Task statement:
Read the data line by line and say how many lines contain the string "send", giving the number alone.
═══ Provided material
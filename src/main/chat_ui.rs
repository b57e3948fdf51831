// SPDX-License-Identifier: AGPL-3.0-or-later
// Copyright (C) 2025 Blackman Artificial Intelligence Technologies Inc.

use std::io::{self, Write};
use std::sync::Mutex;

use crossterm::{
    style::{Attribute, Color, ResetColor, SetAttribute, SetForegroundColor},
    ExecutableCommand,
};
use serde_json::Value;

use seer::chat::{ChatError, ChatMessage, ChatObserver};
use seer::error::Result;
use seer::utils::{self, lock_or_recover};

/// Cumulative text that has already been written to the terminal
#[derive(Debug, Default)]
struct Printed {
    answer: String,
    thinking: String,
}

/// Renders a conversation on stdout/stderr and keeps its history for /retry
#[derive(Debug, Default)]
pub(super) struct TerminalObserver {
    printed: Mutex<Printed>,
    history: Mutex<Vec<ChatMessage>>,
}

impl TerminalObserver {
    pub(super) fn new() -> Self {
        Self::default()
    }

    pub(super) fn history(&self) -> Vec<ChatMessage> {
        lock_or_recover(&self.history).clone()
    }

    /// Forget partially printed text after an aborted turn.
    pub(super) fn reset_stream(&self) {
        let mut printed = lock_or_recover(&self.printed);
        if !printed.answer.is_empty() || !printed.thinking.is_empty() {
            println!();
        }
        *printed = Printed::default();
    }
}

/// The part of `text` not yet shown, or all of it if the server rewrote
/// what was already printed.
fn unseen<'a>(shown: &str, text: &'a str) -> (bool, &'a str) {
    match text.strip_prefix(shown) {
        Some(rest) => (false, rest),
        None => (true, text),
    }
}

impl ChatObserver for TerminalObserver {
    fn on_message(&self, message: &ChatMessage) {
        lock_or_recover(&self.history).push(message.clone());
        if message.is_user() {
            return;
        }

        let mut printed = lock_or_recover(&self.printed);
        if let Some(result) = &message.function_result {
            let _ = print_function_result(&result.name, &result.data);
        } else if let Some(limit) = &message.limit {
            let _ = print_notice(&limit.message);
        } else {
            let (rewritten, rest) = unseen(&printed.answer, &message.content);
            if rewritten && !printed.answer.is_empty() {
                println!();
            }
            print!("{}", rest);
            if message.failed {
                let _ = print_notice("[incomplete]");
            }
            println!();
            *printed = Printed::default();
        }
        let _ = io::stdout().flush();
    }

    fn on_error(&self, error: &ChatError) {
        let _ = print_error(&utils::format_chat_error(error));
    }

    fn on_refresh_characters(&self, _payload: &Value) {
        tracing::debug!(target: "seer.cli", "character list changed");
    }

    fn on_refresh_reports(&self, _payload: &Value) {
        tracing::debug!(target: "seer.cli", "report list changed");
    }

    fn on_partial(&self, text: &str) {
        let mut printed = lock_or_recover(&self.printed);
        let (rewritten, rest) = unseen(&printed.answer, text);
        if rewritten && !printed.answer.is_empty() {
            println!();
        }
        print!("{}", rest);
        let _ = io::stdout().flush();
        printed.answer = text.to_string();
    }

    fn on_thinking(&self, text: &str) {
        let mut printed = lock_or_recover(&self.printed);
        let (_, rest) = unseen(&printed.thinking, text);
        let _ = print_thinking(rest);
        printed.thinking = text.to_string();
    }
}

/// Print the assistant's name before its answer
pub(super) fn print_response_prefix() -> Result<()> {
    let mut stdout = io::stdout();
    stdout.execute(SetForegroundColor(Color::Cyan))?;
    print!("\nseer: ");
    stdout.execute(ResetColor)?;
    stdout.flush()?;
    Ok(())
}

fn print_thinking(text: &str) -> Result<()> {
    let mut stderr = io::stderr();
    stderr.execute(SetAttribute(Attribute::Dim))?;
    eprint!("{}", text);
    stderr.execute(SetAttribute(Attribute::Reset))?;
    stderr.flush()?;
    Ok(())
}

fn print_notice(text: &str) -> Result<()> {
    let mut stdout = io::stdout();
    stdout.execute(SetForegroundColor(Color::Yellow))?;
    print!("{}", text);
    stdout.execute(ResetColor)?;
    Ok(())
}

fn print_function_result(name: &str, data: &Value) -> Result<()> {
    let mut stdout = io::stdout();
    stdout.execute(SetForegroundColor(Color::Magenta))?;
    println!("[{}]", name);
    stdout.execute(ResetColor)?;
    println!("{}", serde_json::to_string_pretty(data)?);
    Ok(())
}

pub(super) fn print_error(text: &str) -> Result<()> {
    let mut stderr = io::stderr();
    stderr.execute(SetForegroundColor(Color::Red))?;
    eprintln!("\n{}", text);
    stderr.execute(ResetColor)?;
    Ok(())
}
══════
═══ Provided material
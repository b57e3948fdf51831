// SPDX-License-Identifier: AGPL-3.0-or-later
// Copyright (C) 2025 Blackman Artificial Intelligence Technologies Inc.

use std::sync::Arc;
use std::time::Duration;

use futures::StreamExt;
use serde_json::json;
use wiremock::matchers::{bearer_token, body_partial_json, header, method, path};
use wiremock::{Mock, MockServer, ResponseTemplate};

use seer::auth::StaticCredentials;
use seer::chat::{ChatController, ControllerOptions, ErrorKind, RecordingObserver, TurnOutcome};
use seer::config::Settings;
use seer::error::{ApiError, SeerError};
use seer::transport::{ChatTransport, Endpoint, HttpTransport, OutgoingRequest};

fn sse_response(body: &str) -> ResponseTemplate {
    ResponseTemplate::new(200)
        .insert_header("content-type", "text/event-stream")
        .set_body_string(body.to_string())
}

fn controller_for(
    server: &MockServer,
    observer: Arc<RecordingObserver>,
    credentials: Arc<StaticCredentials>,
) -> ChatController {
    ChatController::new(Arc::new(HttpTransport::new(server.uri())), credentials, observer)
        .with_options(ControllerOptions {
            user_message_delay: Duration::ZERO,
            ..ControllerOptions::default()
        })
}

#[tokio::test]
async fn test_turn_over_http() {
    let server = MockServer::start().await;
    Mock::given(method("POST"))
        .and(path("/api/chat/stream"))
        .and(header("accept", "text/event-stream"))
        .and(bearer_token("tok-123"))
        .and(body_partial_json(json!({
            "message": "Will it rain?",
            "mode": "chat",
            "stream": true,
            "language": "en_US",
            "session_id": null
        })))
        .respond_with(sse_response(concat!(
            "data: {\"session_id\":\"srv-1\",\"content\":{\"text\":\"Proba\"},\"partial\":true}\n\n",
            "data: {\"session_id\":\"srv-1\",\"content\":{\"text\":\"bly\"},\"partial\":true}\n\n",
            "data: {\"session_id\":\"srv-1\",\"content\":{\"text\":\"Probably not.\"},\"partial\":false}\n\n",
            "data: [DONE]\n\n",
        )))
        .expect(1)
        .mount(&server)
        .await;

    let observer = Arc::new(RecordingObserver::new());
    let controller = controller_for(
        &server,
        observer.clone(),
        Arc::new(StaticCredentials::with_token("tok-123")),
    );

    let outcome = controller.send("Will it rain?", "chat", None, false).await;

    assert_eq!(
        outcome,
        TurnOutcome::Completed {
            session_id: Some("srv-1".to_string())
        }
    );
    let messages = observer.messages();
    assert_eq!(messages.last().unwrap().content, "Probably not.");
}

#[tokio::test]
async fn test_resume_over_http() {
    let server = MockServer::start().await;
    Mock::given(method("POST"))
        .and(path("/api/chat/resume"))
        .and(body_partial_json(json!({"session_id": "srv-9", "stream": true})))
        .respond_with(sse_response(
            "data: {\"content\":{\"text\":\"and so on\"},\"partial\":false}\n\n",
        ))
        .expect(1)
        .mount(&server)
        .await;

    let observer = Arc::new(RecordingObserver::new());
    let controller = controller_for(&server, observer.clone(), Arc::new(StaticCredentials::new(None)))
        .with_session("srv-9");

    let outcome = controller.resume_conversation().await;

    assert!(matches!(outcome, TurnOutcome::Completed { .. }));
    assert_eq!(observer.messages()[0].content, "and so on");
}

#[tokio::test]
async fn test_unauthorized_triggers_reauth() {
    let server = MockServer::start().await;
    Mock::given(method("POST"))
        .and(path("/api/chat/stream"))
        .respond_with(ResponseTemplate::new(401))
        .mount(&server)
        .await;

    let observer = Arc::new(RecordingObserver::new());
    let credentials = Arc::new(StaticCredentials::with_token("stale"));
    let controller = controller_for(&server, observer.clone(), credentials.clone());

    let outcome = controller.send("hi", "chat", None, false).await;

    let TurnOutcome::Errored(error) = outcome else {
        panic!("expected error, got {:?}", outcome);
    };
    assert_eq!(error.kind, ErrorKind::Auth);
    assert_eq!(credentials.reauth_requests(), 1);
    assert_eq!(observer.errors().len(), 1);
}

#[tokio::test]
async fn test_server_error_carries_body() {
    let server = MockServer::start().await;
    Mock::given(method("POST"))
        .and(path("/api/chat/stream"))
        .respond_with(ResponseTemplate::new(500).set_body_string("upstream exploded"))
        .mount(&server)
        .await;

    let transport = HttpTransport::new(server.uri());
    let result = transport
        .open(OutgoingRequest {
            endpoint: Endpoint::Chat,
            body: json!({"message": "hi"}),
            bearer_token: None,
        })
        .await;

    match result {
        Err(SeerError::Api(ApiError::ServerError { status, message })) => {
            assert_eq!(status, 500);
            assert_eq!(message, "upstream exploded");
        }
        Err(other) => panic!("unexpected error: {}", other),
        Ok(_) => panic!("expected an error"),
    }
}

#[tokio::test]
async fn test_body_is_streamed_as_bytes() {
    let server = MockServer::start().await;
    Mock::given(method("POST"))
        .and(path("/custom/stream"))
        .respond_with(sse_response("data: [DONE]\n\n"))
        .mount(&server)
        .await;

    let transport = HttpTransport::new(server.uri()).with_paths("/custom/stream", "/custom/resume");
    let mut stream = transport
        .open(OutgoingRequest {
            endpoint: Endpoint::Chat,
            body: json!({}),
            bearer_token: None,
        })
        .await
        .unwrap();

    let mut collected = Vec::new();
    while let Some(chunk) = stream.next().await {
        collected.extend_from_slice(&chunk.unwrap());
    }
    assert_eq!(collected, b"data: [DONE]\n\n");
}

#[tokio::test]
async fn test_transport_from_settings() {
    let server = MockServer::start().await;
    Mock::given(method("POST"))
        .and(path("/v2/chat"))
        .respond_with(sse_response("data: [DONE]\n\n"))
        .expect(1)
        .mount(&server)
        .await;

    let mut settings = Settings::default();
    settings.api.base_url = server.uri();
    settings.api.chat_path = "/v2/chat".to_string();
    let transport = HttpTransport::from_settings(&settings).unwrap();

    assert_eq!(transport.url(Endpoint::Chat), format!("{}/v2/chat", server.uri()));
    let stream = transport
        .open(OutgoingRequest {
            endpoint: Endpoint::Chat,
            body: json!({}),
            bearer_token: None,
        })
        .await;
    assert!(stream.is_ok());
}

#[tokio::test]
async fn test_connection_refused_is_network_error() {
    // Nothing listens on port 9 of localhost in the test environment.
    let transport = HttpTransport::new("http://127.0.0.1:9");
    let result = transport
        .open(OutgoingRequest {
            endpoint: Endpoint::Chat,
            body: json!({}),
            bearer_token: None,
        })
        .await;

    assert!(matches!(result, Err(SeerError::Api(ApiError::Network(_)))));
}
══════
Result for this task:
2